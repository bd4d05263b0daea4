//! Library entry for wiegand-cli used by integration tests and embedding.

pub mod args;
pub mod commands;
pub mod gpio;

pub use args::{Cli, TxArgs};

// Re-export commonly used items
pub use crate::commands::{preview, transmit};
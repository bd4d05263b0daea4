//! Bit and bounded bit sequence types

use crate::constants::{MAX_DATA_BITS, MAX_FRAME_BITS};
use crate::error::WiegandError;
use alloc::vec::Vec;
use core::fmt;
use serde::{Deserialize, Serialize};

/// A single transmitted bit
#[derive(Debug, Clone, Copy, PartialEq, Eq, Hash, Serialize, Deserialize)]
pub enum Bit {
    /// Sent as a pulse on the D0 line
    Zero,
    /// Sent as a pulse on the D1 line
    One,
}

impl Bit {
    /// Returns true for `Bit::One`
    pub const fn is_one(self) -> bool {
        matches!(self, Bit::One)
    }

    /// Numeric value of the bit
    pub const fn as_u8(self) -> u8 {
        match self {
            Bit::Zero => 0,
            Bit::One => 1,
        }
    }
}

impl From<bool> for Bit {
    fn from(value: bool) -> Self {
        if value {
            Bit::One
        } else {
            Bit::Zero
        }
    }
}

impl fmt::Display for Bit {
    fn fmt(&self, f: &mut fmt::Formatter<'_>) -> fmt::Result {
        f.write_str(if self.is_one() { "1" } else { "0" })
    }
}

/// Ordered bit sequence with an enforced maximum length
///
/// The first element is the first bit on the wire. Growing past the
/// capacity is an error rather than a reallocation.
#[derive(Debug, Clone, PartialEq, Eq)]
pub struct BitSequence {
    bits: Vec<Bit>,
    capacity: usize,
}

impl BitSequence {
    /// Create an empty sequence bounded by `capacity`
    pub fn with_limit(capacity: usize) -> Self {
        Self {
            bits: Vec::new(),
            capacity,
        }
    }

    /// Empty sequence sized for unparitized data bits
    pub fn data() -> Self {
        Self::with_limit(MAX_DATA_BITS)
    }

    /// Empty sequence sized for a complete frame
    pub fn frame() -> Self {
        Self::with_limit(MAX_FRAME_BITS)
    }

    /// Build a sequence from existing bits, checking the capacity
    pub fn from_bits(bits: &[Bit], capacity: usize) -> Result<Self, WiegandError> {
        let mut seq = Self::with_limit(capacity);
        seq.extend_from_slice(bits)?;
        Ok(seq)
    }

    /// Append one bit
    pub fn push(&mut self, bit: Bit) -> Result<(), WiegandError> {
        self.reserve_for(1)?;
        self.bits.push(bit);
        Ok(())
    }

    /// Append several bits
    pub fn extend_from_slice(&mut self, bits: &[Bit]) -> Result<(), WiegandError> {
        self.reserve_for(bits.len())?;
        self.bits.extend_from_slice(bits);
        Ok(())
    }

    /// Append the low `width` bits of `value`, most significant first
    pub fn push_msb_first(&mut self, value: u64, width: u32) -> Result<(), WiegandError> {
        self.reserve_for(width as usize)?;
        for shift in (0..width).rev() {
            let set = shift < u64::BITS && (value >> shift) & 1 == 1;
            self.bits.push(Bit::from(set));
        }
        Ok(())
    }

    /// Prefix zero bits until the sequence is `len` bits long
    pub fn left_pad_to(&mut self, len: usize) -> Result<(), WiegandError> {
        if len <= self.bits.len() {
            return Ok(());
        }
        if len > self.capacity {
            return Err(WiegandError::CapacityExceeded {
                len,
                capacity: self.capacity,
            });
        }
        let pad = len - self.bits.len();
        self.bits.splice(0..0, core::iter::repeat(Bit::Zero).take(pad));
        Ok(())
    }

    /// Number of bits
    pub fn len(&self) -> usize {
        self.bits.len()
    }

    /// True when no bits are present
    pub fn is_empty(&self) -> bool {
        self.bits.is_empty()
    }

    /// Maximum number of bits this sequence may hold
    pub fn capacity(&self) -> usize {
        self.capacity
    }

    /// Number of `Bit::One` entries
    pub fn count_ones(&self) -> usize {
        count_ones(&self.bits)
    }

    /// Borrow the bits in transmission order
    pub fn as_slice(&self) -> &[Bit] {
        &self.bits
    }

    /// Iterate the bits in transmission order
    pub fn iter(&self) -> core::slice::Iter<'_, Bit> {
        self.bits.iter()
    }

    fn reserve_for(&self, additional: usize) -> Result<(), WiegandError> {
        let len = self.bits.len().saturating_add(additional);
        if len > self.capacity {
            return Err(WiegandError::CapacityExceeded {
                len,
                capacity: self.capacity,
            });
        }
        Ok(())
    }
}

impl<'a> IntoIterator for &'a BitSequence {
    type Item = &'a Bit;
    type IntoIter = core::slice::Iter<'a, Bit>;

    fn into_iter(self) -> Self::IntoIter {
        self.bits.iter()
    }
}

/// Renders as a string of `0` and `1` characters
impl fmt::Display for BitSequence {
    fn fmt(&self, f: &mut fmt::Formatter<'_>) -> fmt::Result {
        for bit in &self.bits {
            fmt::Display::fmt(bit, f)?;
        }
        Ok(())
    }
}

impl Serialize for BitSequence {
    fn serialize<S: serde::Serializer>(&self, serializer: S) -> Result<S::Ok, S::Error> {
        serializer.collect_str(self)
    }
}

/// Count the `Bit::One` entries of a slice
pub fn count_ones(bits: &[Bit]) -> usize {
    bits.iter().filter(|b| b.is_one()).count()
}

#[cfg(test)]
mod tests {
    use super::*;

    #[test]
    fn test_push_msb_first() {
        let mut seq = BitSequence::data();
        seq.push_msb_first(5, 8).unwrap();
        assert_eq!(seq.to_string(), "00000101");
    }

    #[test]
    fn test_push_full_width_u64() {
        let mut seq = BitSequence::data();
        seq.push_msb_first(u64::MAX, 64).unwrap();
        assert_eq!(seq.len(), 64);
        assert_eq!(seq.count_ones(), 64);
    }

    #[test]
    fn test_capacity_enforced() {
        let mut seq = BitSequence::with_limit(3);
        seq.extend_from_slice(&[Bit::One, Bit::Zero, Bit::One]).unwrap();
        let err = seq.push(Bit::One).unwrap_err();
        assert_eq!(err, WiegandError::CapacityExceeded { len: 4, capacity: 3 });
        assert_eq!(seq.len(), 3);
    }

    #[test]
    fn test_left_pad() {
        let mut seq = BitSequence::from_bits(&[Bit::One, Bit::One], 8).unwrap();
        seq.left_pad_to(5).unwrap();
        assert_eq!(seq.to_string(), "00011");

        assert!(seq.left_pad_to(9).is_err());
    }
}
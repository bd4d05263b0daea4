//! Pulse timing state machine
//!
//! A frame goes out as one low pulse per bit: on D0 for a 0, on D1 for a 1.
//! Both lines rest high. The sequence is:
//!
//! 1. both lines high, settle for [`SETTLE_US`]
//! 2. per bit: active line low, hold `pulse_us`, back high, hold `space_us`
//! 3. both lines high, release the lines
//!
//! A failed line operation aborts immediately. The lines are not restored
//! to idle in that case.

use crate::bits::Bit;
use crate::config::{LinePair, PulseTiming};
use crate::constants::SETTLE_US;
use crate::error::WiegandError;
use crate::types::WiegandFrame;

#[cfg(feature = "logging")]
use tracing::{debug, trace};

/// Logical output level
#[derive(Debug, Clone, Copy, PartialEq, Eq)]
pub enum Level {
    /// Line driven low (pulse)
    Low,
    /// Line driven high (idle)
    High,
}

/// Ownership of the two output lines
///
/// Implementations are expected to have already requested both lines as
/// outputs, initially high.
pub trait LineControl {
    /// Drive a single line
    fn set_line(&mut self, offset: u32, level: Level) -> Result<(), WiegandError>;

    /// Drive both lines in one operation
    fn set_both(&mut self, level: Level) -> Result<(), WiegandError>;

    /// Give up ownership of the lines
    fn release(self) -> Result<(), WiegandError>
    where
        Self: Sized;
}

/// Blocking wait that always lasts the full requested duration
pub trait Delay {
    /// Block for `us` microseconds
    fn delay_us(&mut self, us: u32);
}

/// [`Delay`] backed by `std::thread::sleep`
///
/// Sleeps toward a fixed deadline, so an early wake-up just sleeps again
/// for the remainder.
#[cfg(feature = "std")]
#[derive(Debug, Clone, Copy, Default)]
pub struct StdDelay;

#[cfg(feature = "std")]
impl Delay for StdDelay {
    fn delay_us(&mut self, us: u32) {
        use std::time::{Duration, Instant};

        let deadline = Instant::now() + Duration::from_micros(u64::from(us));
        loop {
            let now = Instant::now();
            if now >= deadline {
                break;
            }
            std::thread::sleep(deadline - now);
        }
    }
}

// Position in the pulse sequence, reported when a run aborts
#[derive(Debug, Clone, Copy, PartialEq, Eq)]
enum TxState {
    Ready,
    Idle,
    Pulsing(usize),
    Settled,
}

/// Summary of a completed transmission
#[derive(Debug, Clone, Copy, PartialEq, Eq)]
pub struct TxReport {
    /// Number of pulses emitted
    pub pulses: usize,
    /// Settle time plus pulse and spacing time, in microseconds
    pub nominal_us: u64,
}

/// Drives a frame onto two lines
pub struct PulseTransmitter<L: LineControl, D: Delay> {
    lines: L,
    delay: D,
    pair: LinePair,
    timing: PulseTiming,
    state: TxState,
}

impl<L: LineControl, D: Delay> PulseTransmitter<L, D> {
    /// Create a transmitter over acquired lines
    pub fn new(lines: L, delay: D, pair: LinePair, timing: PulseTiming) -> Self {
        Self {
            lines,
            delay,
            pair,
            timing,
            state: TxState::Ready,
        }
    }

    /// Send a whole frame, then restore idle and release the lines
    pub fn transmit(self, frame: &WiegandFrame) -> Result<TxReport, WiegandError> {
        self.transmit_bits(frame.bits.as_slice())
    }

    /// Send a bit slice, then restore idle and release the lines
    pub fn transmit_bits(mut self, bits: &[Bit]) -> Result<TxReport, WiegandError> {
        #[cfg(feature = "logging")]
        debug!(
            "Transmitting {} bits on d0={} d1={} (pulse {}us, space {}us)",
            bits.len(),
            self.pair.d0,
            self.pair.d1,
            self.timing.pulse_us,
            self.timing.space_us
        );

        if let Err(e) = self.run(bits) {
            #[cfg(feature = "logging")]
            debug!("Transmission aborted in state {:?}: {:?}", self.state, e);
            return Err(e);
        }

        self.lines.release()?;

        let per_bit = u64::from(self.timing.pulse_us) + u64::from(self.timing.space_us);
        Ok(TxReport {
            pulses: bits.len(),
            nominal_us: u64::from(SETTLE_US) + per_bit * bits.len() as u64,
        })
    }

    fn run(&mut self, bits: &[Bit]) -> Result<(), WiegandError> {
        self.lines.set_both(Level::High)?;
        self.delay.delay_us(SETTLE_US);
        self.state = TxState::Idle;

        for (i, &bit) in bits.iter().enumerate() {
            self.state = TxState::Pulsing(i);
            self.pulse(bit)?;
        }

        self.lines.set_both(Level::High)?;
        self.state = TxState::Settled;
        Ok(())
    }

    fn pulse(&mut self, bit: Bit) -> Result<(), WiegandError> {
        let offset = match bit {
            Bit::Zero => self.pair.d0,
            Bit::One => self.pair.d1,
        };

        #[cfg(feature = "logging")]
        trace!("Pulse {:?} on line {}", self.state, offset);

        self.lines.set_line(offset, Level::Low)?;
        self.delay.delay_us(self.timing.pulse_us);
        self.lines.set_line(offset, Level::High)?;
        self.delay.delay_us(self.timing.space_us);
        Ok(())
    }
}

#[cfg(test)]
mod tests {
    use super::*;
    use alloc::vec::Vec;

    #[derive(Default)]
    struct Lines {
        log: Vec<(u32, Level)>,
    }

    impl LineControl for Lines {
        fn set_line(&mut self, offset: u32, level: Level) -> Result<(), WiegandError> {
            self.log.push((offset, level));
            Ok(())
        }

        fn set_both(&mut self, _level: Level) -> Result<(), WiegandError> {
            Ok(())
        }

        fn release(self) -> Result<(), WiegandError> {
            Ok(())
        }
    }

    struct NoDelay;

    impl Delay for NoDelay {
        fn delay_us(&mut self, _us: u32) {}
    }

    fn transmitter() -> PulseTransmitter<Lines, NoDelay> {
        let pair = LinePair::new(2, 3).unwrap();
        let timing = PulseTiming::new(50, 1000).unwrap();
        PulseTransmitter::new(Lines::default(), NoDelay, pair, timing)
    }

    #[test]
    fn test_states_advance_to_settled() {
        let mut tx = transmitter();
        assert_eq!(tx.state, TxState::Ready);

        tx.run(&[Bit::One, Bit::Zero]).unwrap();
        assert_eq!(tx.state, TxState::Settled);
        assert_eq!(tx.lines.log, [(3, Level::Low), (3, Level::High), (2, Level::Low), (2, Level::High)]);
    }

    #[test]
    fn test_report() {
        let report = transmitter().transmit_bits(&[Bit::One, Bit::Zero]).unwrap();
        assert_eq!(report.pulses, 2);
        assert_eq!(report.nominal_us, 2000 + 2 * 1050);
    }

    #[cfg(feature = "std")]
    #[test]
    fn test_std_delay_waits_full_duration() {
        let start = std::time::Instant::now();
        StdDelay.delay_us(1500);
        assert!(start.elapsed() >= std::time::Duration::from_micros(1500));
    }
}
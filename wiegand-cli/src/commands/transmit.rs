use anyhow::Result;
use tracing::info;
use wiegand_core::encoder::encode_config;
use wiegand_core::transmit::{PulseTransmitter, StdDelay, TxReport};
use wiegand_core::TxConfig;

use crate::gpio::GpioLines;

/// Encode the configured frame and pulse it out on the GPIO lines
///
/// The configuration is validated and the frame fully encoded and checked
/// before the chip is opened.
pub fn execute(config: &TxConfig) -> Result<TxReport> {
    config.validate()?;
    let frame = encode_config(config)?;

    info!(
        "Sending {}-bit frame ({} parity) on {} d0={} d1={}",
        frame.len(),
        frame.parity,
        config.chip,
        config.lines.d0,
        config.lines.d1
    );

    let lines = GpioLines::open(&config.chip, config.lines)?;
    let report =
        PulseTransmitter::new(lines, StdDelay, config.lines, config.timing).transmit(&frame)?;

    info!("Sent {} pulses (~{} us)", report.pulses, report.nominal_us);

    Ok(report)
}
//! Frame encoding
//!
//! Runs the full pipeline: data bits from the source, parity, then the
//! optional length check. Nothing here touches hardware, so a frame that
//! comes back `Ok` is safe to hand to the transmitter.

use crate::builder::build_data_bits;
use crate::config::{FrameSource, TxConfig};
use crate::error::WiegandError;
use crate::parity::apply_parity;
use crate::types::{ParityMode, WiegandFrame};

#[cfg(feature = "logging")]
use tracing::debug;

/// Encode a frame from a source, parity policy and optional expected length
pub fn encode_frame(
    source: &FrameSource,
    parity: ParityMode,
    frame_bits: Option<usize>,
) -> Result<WiegandFrame, WiegandError> {
    let data = build_data_bits(source, parity, frame_bits)?;
    let bits = apply_parity(&data, parity)?;

    let frame = WiegandFrame { parity, data, bits };
    frame.validate_length(frame_bits.filter(|&n| n > 0))?;

    #[cfg(feature = "logging")]
    debug!(
        "Encoded {}-bit frame ({} data bits, parity {})",
        frame.len(),
        frame.data.len(),
        parity
    );

    Ok(frame)
}

/// Encode the frame described by a validated configuration
pub fn encode_config(config: &TxConfig) -> Result<WiegandFrame, WiegandError> {
    encode_frame(&config.source, config.parity, config.frame_bits)
}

▸ **YOUR GOAL**:
Return nothing but the lines from the start of the listing above through the line containing "bit sequence types", exactly as given.

▸ **COMPLETED TASK**:
repository bd4d05263b0daea4
//! Library entry for wiegand-cli used by integration tests and embedding.

pub mod args;
pub mod commands;
pub mod gpio;

pub use args::{Cli, TxArgs};

// Re-export commonly used items
pub use crate::commands::{preview, transmit};
repository bd4d05263b0daea4
//! Bit and bounded bit sequence types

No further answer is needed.